Simple cosine matching: works on noisy texture (kitchen pan)
tokui_style_transfer_cosine…but fails on structured percussion (amen → tabla)
tokui_style_transfer_cosineWindowed matching helps tabla: adds local context
tokui_style_transfer_window (window=3)Grain size tradeoff: bigger grains smear transients
On percussion, increasing grain_size can reduce discontinuities but often softens attacks (less “snap”).
tokui_style_transfer_window (window=3, stride=1, hop=1)Notebook plots (amen → tabla, windowed match)
Waveforms: the output keeps amen’s timing density but inherits more tabla-like envelope/dynamics (often lower peak range).

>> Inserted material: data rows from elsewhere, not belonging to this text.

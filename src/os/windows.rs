use super::Handle;
use crate::{
    LoadMode, Result,
    error::{address_error, io_error},
};
use core::{
    ffi::{CStr, c_void},
    mem::MaybeUninit,
    ptr::{NonNull, null, null_mut},
};
use std::{
    ffi::{OsStr, OsString},
    os::windows::ffi::{OsStrExt, OsStringExt},
    path::{Path, PathBuf},
};
use windows_sys::Win32::{
    Foundation::{GetLastError, HMODULE},
    System::{
        Diagnostics::Debug::{
            FORMAT_MESSAGE_FROM_SYSTEM, FORMAT_MESSAGE_IGNORE_INSERTS, FormatMessageW,
        },
        LibraryLoader::{
            FreeLibrary, GetModuleFileNameW, GetModuleHandleExW, GetProcAddress, LoadLibraryExW,
        },
        Memory::{MEMORY_BASIC_INFORMATION, VirtualQuery},
    },
};

pub(crate) const LIBRARY_PREFIX: &str = "";
pub(crate) const LIBRARY_SUFFIX: &str = ".dll";

/// Formats `GetLastError()` with the system message table.
fn last_error() -> String {
    let code = unsafe { GetLastError() };
    if code == 0 {
        return String::new();
    }
    let mut buf = [0u16; 512];
    let len = unsafe {
        FormatMessageW(
            FORMAT_MESSAGE_FROM_SYSTEM | FORMAT_MESSAGE_IGNORE_INSERTS,
            null(),
            code,
            0,
            buf.as_mut_ptr(),
            buf.len() as u32,
            null(),
        )
    };
    if len == 0 {
        return format!("error code {code}");
    }
    String::from_utf16_lossy(&buf[..len as usize])
        .trim_end()
        .to_string()
}

pub(crate) fn reset_error() {}

fn native_mode(mode: LoadMode) -> u32 {
    (mode
        & (LoadMode::DONT_RESOLVE_DLL_REFERENCES
            | LoadMode::LOAD_IGNORE_CODE_AUTHZ_LEVEL
            | LoadMode::LOAD_WITH_ALTERED_SEARCH_PATH))
        .bits()
}

fn wide(s: &OsStr) -> Vec<u16> {
    s.encode_wide().chain(Some(0)).collect()
}

pub(crate) fn localize(path: &Path) -> PathBuf {
    if path.is_absolute() {
        return path.to_path_buf();
    }
    match std::env::current_dir() {
        Ok(cwd) => cwd.join(path),
        Err(_) => path.to_path_buf(),
    }
}

/// MinGW puts a `lib` prefix on DLL names even on Windows.
pub(crate) fn extra_decorations(path: &Path) -> Option<PathBuf> {
    let file_name = path.file_name()?;
    let mut name = OsString::from("lib");
    name.push(file_name);
    name.push(LIBRARY_SUFFIX);
    Some(path.with_file_name(name))
}

pub(crate) unsafe fn open(path: &Path, mode: LoadMode) -> core::result::Result<Handle, String> {
    // LoadLibraryExW appends ".dll" to a name without an extension. A trailing dot stops it.
    let mut name = path.as_os_str().to_os_string();
    if path.extension().is_none() {
        name.push(".");
    }
    let name = wide(&name);
    let handle = unsafe { LoadLibraryExW(name.as_ptr(), null_mut(), native_mode(mode)) };
    NonNull::new(handle).ok_or_else(last_error)
}

/// Opens the running program with a counted reference, so `close` stays balanced.
pub(crate) fn open_self(_mode: LoadMode) -> core::result::Result<Handle, String> {
    let mut handle: HMODULE = null_mut();
    if unsafe { GetModuleHandleExW(0, null(), &mut handle) } == 0 {
        return Err(last_error());
    }
    NonNull::new(handle).ok_or_else(last_error)
}

pub(crate) unsafe fn close(handle: Handle) {
    if unsafe { FreeLibrary(handle.as_ptr()) } == 0 {
        log::warn!("FreeLibrary failed: {}", last_error());
    }
}

pub(crate) unsafe fn symbol(
    handle: Handle,
    name: &CStr,
) -> core::result::Result<NonNull<c_void>, String> {
    let sym = unsafe { GetProcAddress(handle.as_ptr(), name.as_ptr().cast()) };
    sym.and_then(|f| NonNull::new(f as *mut c_void))
        .ok_or_else(last_error)
}

fn module_file_name(module: HMODULE) -> Result<PathBuf> {
    let mut buf = vec![0u16; 260];
    loop {
        let len = unsafe { GetModuleFileNameW(module, buf.as_mut_ptr(), buf.len() as u32) };
        if len == 0 {
            return Err(io_error(format!("GetModuleFileNameW failed: {}", last_error())));
        }
        let len = len as usize;
        if len < buf.len() {
            return Ok(PathBuf::from(OsString::from_wide(&buf[..len])));
        }
        // Truncated: retry with a bigger buffer.
        let new_len = buf.len() * 2;
        buf.resize(new_len, 0);
    }
}

pub(crate) unsafe fn path_from_handle(handle: Handle) -> Result<PathBuf> {
    module_file_name(handle.as_ptr())
}

pub(crate) fn module_of(addr: *const c_void) -> Result<PathBuf> {
    let mut mbi = MaybeUninit::<MEMORY_BASIC_INFORMATION>::uninit();
    let res = unsafe {
        VirtualQuery(
            addr,
            mbi.as_mut_ptr(),
            core::mem::size_of::<MEMORY_BASIC_INFORMATION>(),
        )
    };
    if res == 0 {
        return Err(address_error(last_error()));
    }
    let base = unsafe { mbi.assume_init() }.AllocationBase;
    if base.is_null() {
        return Err(address_error(format!(
            "no loaded module contains {:#x}",
            addr as usize
        )));
    }
    module_file_name(base).map_err(|err| address_error(err.to_string()))
}

pub(crate) fn program_location() -> Result<PathBuf> {
    module_file_name(null_mut())
}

PCA: target and pool occupy distinct regions. Matched-pool frames and output concentrate near the pool region, which is consistent with “projecting” the target trajectory onto pool-like latent vocabulary rather than interpolating between them.
Instruments: smoother latent trajectories
Sustained/harmonic sources tend to benefit from longer grains: you preserve partials over multiple frames and reduce “jitter” from frame-to-frame token jumps.
Bigger grains help: violin → sax
tokui_style_transfer_window (window=1, stride=1, hop=1)Augmentation matches the pitch better (more codebook coverage) but the output is still not smooth and metrics are worse.
FAD and MFCC get worse with augmentation but perceptually the pitch is matched better with augmentation!
The pitch/gain-shifted pool variants broaden the pool's latent coverage, so the matcher finds closer harmonic candidates
Evaluation plots
Grain size sweep. Larger grains reduce frame-to-frame jitter and tend to lower FAD (especially for instruments), but can smear percussion transients.
Stride sweep. Stride=1 is consistently best; higher stride reduces query density and increases artefacts.
Augmentation. In aggregate it lowers percussion FAD slightly but worsens MFCC‑L2; for instruments it worsens both metrics on average (pair-specific exceptions exist). But more perceptual metrics are needed to evaluate the true impact.
Parameter sensitivity. Grain size and stride dominate; hop and window size are secondary and often pair-dependent.